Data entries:
————————
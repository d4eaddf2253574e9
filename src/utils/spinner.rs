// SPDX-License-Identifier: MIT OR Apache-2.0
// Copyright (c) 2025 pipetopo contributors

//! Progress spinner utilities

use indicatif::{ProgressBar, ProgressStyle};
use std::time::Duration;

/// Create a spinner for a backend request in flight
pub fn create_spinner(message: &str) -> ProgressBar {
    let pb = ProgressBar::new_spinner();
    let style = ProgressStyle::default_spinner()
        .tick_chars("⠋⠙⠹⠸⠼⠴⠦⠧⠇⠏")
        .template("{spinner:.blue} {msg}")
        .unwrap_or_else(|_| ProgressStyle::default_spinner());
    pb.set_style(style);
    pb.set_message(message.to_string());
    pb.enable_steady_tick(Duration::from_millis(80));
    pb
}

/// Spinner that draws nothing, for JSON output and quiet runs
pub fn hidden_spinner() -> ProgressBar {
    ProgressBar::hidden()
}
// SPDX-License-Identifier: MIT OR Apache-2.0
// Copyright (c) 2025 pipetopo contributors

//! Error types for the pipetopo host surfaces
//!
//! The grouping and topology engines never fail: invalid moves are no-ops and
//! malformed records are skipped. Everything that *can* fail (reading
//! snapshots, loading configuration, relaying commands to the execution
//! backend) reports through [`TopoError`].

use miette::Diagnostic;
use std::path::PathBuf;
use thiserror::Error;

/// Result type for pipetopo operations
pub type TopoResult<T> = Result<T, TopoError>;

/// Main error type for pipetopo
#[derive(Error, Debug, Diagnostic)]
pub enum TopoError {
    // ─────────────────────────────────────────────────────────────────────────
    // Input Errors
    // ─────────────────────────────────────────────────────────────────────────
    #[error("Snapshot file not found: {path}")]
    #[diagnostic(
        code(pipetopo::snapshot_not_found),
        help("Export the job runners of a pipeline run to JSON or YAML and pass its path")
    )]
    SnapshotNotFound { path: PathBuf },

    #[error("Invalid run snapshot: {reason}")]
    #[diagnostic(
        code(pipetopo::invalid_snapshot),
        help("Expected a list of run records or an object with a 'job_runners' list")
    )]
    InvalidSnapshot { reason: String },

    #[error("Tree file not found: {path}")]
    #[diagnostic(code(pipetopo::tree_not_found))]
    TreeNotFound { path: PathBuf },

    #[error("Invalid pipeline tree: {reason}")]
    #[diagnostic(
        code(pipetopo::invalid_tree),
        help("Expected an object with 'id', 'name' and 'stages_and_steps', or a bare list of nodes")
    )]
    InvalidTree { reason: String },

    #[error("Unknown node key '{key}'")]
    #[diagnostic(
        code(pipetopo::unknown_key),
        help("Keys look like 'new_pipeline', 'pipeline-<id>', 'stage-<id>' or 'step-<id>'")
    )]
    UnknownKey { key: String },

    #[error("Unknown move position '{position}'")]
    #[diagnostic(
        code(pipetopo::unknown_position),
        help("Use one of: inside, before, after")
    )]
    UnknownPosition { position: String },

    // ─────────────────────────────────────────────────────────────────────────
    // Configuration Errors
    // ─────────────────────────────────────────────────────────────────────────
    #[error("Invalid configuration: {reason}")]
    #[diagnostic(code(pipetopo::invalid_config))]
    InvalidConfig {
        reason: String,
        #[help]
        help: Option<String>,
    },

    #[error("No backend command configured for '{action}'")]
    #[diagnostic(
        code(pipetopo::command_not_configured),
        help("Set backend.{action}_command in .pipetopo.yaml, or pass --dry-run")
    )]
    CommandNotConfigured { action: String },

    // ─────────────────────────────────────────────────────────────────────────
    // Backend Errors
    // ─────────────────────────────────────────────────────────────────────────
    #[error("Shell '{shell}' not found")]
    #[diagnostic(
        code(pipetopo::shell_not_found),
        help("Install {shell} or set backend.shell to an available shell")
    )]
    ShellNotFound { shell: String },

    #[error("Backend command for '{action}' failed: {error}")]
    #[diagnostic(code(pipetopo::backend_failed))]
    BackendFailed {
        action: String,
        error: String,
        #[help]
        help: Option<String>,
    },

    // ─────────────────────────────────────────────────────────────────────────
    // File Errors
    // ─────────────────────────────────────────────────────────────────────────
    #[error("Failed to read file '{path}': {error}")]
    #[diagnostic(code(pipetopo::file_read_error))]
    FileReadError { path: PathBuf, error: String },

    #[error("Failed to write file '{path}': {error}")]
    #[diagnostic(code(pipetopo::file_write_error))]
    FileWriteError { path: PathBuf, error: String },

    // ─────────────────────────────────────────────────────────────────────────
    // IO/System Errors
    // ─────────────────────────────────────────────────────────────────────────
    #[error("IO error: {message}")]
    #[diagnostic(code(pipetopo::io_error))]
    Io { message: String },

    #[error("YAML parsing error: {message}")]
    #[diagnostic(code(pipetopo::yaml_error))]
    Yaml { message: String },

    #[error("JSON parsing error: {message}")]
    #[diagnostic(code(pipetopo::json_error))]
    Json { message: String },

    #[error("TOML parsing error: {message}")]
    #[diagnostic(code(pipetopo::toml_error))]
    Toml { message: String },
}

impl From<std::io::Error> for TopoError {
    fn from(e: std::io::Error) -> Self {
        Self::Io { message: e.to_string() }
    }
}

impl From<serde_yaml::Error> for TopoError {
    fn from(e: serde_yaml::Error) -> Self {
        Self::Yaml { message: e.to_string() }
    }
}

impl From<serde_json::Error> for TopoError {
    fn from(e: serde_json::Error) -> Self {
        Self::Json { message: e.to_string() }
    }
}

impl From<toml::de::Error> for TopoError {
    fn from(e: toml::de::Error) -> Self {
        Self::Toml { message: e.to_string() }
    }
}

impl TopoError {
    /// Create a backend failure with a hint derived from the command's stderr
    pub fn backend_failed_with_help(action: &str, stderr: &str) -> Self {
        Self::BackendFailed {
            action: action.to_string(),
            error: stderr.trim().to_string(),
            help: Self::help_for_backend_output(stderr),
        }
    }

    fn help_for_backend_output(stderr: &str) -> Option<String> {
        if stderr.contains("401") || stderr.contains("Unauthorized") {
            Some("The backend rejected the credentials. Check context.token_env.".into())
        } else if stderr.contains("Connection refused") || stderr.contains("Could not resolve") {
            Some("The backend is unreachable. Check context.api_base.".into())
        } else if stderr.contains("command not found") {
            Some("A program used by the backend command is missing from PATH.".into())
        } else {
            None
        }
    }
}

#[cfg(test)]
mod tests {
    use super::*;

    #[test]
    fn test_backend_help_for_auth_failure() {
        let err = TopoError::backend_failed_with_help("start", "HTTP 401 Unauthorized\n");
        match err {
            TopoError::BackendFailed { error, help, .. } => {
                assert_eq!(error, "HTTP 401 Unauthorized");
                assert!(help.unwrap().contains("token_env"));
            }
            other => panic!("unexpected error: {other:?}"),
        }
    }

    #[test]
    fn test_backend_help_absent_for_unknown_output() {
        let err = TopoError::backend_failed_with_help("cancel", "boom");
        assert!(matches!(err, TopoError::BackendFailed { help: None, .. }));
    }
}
————————
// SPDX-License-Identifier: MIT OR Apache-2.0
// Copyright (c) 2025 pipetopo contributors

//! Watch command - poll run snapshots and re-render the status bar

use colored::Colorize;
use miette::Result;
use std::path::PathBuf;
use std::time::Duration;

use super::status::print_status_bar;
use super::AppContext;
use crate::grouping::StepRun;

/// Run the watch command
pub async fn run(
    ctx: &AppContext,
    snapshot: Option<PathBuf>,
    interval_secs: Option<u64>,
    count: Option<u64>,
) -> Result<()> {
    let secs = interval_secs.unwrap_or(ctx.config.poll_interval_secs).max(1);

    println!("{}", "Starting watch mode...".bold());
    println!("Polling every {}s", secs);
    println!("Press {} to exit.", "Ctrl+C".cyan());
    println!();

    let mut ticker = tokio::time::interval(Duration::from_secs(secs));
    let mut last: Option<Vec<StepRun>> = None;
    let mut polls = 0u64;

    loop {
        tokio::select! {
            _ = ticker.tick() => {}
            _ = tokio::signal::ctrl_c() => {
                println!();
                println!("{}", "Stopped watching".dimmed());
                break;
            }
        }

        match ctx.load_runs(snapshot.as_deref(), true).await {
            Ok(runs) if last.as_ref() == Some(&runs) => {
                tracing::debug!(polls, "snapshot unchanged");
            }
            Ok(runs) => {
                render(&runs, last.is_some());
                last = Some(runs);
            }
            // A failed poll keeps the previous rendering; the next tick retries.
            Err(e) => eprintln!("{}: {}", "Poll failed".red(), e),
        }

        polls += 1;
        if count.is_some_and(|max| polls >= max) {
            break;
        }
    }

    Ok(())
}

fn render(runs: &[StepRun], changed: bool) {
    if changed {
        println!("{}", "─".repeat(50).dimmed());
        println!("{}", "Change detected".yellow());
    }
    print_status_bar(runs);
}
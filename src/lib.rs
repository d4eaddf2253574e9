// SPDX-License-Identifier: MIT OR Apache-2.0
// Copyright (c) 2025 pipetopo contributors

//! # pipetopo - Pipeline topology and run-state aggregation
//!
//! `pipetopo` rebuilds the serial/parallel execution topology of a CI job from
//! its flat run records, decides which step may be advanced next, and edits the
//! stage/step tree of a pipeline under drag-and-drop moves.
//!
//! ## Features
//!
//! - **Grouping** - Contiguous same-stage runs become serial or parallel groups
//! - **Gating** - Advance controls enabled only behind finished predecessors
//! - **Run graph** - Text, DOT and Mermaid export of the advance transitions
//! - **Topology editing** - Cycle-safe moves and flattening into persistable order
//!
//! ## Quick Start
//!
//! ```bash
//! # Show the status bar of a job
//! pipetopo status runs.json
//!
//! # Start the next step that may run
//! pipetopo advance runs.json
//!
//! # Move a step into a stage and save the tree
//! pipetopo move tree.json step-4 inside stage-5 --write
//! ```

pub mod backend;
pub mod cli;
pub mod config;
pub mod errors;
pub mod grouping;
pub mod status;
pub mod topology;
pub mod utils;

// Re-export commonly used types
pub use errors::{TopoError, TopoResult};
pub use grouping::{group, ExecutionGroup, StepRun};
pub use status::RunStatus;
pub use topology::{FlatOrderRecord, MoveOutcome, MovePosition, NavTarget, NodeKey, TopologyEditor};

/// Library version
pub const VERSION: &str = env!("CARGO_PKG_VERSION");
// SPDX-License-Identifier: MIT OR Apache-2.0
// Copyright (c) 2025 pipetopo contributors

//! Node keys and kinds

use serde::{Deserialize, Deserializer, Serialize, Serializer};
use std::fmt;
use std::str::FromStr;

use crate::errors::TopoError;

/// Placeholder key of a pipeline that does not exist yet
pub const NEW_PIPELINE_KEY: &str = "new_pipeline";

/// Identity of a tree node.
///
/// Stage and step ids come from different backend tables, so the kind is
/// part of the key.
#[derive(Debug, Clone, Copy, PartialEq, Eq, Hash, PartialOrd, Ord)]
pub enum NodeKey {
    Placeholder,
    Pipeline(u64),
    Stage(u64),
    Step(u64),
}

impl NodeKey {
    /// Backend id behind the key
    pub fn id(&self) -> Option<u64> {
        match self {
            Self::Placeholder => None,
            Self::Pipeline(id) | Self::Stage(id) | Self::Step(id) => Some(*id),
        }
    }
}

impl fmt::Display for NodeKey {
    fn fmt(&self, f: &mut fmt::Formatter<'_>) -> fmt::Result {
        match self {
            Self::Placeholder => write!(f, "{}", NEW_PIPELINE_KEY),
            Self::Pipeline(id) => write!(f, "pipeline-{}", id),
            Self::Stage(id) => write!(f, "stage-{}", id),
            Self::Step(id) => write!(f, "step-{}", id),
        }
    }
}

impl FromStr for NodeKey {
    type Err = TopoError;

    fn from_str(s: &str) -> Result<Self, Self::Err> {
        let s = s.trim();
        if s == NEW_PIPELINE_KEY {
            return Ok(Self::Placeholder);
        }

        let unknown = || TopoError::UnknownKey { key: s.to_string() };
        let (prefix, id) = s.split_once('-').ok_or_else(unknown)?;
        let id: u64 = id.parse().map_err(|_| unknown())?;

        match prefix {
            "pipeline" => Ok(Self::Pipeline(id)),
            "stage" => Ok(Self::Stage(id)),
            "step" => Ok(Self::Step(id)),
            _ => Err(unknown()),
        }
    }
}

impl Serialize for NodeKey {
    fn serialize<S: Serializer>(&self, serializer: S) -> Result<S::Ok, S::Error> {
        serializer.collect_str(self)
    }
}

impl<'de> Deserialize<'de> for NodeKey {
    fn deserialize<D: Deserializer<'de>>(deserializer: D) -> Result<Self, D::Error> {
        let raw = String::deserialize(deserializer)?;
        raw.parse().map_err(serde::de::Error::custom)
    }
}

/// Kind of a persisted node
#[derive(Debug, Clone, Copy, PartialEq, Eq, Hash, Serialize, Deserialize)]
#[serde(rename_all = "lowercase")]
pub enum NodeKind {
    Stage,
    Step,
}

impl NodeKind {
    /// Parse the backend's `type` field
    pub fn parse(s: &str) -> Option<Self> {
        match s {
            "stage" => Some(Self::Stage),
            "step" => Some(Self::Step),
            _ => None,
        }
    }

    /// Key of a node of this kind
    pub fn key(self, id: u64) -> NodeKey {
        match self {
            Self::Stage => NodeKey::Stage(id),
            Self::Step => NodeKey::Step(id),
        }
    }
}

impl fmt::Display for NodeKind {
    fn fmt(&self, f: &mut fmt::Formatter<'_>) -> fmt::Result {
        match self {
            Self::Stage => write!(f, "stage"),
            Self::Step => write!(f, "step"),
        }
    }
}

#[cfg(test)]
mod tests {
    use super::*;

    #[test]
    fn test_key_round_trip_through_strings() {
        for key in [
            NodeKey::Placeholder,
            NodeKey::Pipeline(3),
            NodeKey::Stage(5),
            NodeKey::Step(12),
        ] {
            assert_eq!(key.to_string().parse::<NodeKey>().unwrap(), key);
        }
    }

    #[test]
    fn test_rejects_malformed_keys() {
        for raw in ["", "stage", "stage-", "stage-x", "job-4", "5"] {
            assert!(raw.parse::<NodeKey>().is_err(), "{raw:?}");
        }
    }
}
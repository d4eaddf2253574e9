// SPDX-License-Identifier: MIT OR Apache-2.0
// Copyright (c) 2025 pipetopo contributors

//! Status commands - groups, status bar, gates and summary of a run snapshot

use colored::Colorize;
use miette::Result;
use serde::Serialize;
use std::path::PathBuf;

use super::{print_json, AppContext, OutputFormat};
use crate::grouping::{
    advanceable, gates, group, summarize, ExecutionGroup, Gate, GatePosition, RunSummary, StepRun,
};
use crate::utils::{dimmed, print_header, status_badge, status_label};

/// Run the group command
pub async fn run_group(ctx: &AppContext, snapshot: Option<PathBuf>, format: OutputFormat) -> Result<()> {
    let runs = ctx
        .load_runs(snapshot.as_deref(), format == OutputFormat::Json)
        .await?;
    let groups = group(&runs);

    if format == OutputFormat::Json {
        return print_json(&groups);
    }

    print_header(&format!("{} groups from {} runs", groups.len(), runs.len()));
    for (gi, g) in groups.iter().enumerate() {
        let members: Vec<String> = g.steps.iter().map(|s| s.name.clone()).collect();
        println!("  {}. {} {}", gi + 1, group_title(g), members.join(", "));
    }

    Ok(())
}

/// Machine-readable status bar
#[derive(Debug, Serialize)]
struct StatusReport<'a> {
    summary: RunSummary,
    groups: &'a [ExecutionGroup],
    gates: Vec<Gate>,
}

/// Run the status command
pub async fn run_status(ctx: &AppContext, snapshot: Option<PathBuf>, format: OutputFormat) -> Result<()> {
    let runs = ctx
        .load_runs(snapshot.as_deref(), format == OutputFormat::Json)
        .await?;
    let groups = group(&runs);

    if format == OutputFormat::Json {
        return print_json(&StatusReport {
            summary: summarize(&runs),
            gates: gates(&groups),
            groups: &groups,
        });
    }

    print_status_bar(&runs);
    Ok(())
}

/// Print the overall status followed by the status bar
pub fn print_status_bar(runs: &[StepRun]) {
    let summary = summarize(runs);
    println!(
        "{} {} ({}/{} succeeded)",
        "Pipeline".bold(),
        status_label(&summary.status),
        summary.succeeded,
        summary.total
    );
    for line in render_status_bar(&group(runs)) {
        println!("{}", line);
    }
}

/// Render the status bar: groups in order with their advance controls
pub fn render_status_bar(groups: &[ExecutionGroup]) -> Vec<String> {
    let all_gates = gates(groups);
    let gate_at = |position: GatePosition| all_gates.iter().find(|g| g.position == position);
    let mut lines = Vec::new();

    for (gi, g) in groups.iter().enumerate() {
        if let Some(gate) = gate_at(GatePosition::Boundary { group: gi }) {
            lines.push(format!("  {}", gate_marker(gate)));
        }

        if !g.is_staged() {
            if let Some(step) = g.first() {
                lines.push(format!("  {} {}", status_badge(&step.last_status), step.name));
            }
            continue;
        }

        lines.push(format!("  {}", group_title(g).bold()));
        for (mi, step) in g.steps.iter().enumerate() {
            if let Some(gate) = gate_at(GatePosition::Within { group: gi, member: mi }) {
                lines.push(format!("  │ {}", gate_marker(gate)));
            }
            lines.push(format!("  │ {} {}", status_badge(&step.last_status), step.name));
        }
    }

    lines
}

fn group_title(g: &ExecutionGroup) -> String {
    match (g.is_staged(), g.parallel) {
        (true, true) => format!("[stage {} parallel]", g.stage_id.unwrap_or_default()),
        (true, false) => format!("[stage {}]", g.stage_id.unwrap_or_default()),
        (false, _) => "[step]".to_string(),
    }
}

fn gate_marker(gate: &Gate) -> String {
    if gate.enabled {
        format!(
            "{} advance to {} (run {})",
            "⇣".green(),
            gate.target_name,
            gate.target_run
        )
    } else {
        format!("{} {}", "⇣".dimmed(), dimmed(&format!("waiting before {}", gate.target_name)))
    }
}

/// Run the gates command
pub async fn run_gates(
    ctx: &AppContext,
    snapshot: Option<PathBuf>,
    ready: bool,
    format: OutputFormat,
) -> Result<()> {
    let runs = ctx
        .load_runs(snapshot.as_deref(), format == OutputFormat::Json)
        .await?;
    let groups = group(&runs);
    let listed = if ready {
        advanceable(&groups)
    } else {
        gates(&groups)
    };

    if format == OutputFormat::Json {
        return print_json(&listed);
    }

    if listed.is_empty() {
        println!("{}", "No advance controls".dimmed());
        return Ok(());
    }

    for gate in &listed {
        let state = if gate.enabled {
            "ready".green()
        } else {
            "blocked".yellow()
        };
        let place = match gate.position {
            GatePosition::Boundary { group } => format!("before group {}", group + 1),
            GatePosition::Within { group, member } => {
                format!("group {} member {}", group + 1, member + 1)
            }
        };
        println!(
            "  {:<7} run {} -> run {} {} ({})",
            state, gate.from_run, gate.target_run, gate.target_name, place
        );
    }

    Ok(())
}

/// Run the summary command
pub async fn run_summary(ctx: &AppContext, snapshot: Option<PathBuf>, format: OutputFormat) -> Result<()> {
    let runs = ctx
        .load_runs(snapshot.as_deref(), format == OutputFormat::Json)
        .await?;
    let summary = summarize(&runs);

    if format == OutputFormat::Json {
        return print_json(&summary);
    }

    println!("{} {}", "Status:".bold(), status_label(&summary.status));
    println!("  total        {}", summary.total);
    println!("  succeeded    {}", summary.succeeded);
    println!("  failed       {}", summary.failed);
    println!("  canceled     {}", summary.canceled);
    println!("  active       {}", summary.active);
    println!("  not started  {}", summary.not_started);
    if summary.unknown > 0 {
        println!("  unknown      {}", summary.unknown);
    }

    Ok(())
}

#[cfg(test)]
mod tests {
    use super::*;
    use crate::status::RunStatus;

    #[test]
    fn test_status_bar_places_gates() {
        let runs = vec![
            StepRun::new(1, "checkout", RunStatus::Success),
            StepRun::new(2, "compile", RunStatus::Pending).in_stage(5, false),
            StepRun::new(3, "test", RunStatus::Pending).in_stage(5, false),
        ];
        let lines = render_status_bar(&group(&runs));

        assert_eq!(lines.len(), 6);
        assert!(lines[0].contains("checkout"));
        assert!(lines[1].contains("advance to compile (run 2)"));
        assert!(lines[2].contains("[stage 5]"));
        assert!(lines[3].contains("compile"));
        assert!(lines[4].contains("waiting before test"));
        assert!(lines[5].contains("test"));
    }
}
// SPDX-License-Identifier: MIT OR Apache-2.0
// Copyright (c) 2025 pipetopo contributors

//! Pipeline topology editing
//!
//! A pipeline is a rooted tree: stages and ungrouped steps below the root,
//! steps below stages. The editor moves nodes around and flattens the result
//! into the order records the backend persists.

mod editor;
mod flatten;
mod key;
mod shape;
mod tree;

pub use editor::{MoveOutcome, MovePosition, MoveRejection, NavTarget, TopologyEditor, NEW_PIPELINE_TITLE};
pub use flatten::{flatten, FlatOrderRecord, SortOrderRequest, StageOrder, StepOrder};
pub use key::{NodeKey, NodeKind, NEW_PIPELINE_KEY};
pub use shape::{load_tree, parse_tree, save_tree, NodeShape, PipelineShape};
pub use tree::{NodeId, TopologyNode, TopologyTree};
————————
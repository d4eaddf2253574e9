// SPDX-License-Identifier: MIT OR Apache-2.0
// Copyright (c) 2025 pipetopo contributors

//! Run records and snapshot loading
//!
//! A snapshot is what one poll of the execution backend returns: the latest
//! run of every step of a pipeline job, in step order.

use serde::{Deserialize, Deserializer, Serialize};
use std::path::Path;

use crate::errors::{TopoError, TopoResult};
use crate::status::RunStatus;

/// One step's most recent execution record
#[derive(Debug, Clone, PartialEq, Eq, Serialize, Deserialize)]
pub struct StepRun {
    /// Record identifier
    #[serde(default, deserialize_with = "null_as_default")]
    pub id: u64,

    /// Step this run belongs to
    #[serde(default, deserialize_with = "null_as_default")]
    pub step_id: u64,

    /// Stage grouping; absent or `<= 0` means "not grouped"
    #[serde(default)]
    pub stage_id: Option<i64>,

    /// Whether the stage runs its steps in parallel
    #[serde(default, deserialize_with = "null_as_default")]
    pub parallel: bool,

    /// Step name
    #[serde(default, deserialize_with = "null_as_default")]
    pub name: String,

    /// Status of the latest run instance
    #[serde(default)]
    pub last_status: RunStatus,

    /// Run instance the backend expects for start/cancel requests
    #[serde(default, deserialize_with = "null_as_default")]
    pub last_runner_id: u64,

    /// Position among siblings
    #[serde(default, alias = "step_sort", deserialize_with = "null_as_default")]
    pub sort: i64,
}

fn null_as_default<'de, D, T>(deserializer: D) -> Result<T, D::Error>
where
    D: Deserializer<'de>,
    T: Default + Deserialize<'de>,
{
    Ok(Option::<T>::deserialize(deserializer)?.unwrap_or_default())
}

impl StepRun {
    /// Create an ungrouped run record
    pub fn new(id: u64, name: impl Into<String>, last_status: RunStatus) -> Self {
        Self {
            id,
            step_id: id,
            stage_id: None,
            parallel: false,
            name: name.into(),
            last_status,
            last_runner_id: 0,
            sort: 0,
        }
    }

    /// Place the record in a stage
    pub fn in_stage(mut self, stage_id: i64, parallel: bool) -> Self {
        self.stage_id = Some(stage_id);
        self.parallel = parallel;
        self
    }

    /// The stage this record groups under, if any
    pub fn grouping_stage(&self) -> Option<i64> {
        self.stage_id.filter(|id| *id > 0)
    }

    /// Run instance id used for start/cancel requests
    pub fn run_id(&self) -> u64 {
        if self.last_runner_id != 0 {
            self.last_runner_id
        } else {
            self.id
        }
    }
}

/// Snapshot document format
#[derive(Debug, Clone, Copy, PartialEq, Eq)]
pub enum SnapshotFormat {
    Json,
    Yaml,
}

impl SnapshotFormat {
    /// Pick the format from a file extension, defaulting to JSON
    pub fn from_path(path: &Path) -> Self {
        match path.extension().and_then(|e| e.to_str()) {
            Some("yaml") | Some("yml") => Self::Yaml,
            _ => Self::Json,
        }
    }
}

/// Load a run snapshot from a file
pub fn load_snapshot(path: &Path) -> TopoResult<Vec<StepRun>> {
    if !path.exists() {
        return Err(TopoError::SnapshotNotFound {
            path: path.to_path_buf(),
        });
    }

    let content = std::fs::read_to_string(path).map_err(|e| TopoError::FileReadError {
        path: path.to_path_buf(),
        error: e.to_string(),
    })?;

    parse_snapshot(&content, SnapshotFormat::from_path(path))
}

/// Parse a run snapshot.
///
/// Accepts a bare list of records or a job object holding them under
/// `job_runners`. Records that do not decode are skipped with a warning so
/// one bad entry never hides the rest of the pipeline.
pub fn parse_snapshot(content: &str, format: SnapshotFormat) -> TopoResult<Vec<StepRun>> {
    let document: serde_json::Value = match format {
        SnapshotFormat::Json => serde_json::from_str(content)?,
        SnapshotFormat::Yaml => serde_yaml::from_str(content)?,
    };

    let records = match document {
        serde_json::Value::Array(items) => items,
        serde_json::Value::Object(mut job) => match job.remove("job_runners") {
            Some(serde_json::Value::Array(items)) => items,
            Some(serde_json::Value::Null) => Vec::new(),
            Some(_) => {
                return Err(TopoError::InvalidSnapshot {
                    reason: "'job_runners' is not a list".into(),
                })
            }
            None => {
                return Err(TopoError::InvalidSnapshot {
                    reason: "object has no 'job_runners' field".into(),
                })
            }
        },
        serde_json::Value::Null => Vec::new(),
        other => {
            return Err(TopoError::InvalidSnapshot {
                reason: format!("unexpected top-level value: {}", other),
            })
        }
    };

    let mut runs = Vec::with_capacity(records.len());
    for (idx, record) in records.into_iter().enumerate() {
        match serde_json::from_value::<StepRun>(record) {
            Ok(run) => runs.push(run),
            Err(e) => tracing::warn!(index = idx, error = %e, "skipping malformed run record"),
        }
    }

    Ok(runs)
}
————————
Aim of the task:
Scan the lines above for "TopologyEditor", then copy every one that has it.

Exercise solution:
pub use topology::{FlatOrderRecord, MoveOutcome, MovePosition, NavTarget, NodeKey, TopologyEditor};
pub use editor::{MoveOutcome, MovePosition, MoveRejection, NavTarget, TopologyEditor, NEW_PIPELINE_TITLE};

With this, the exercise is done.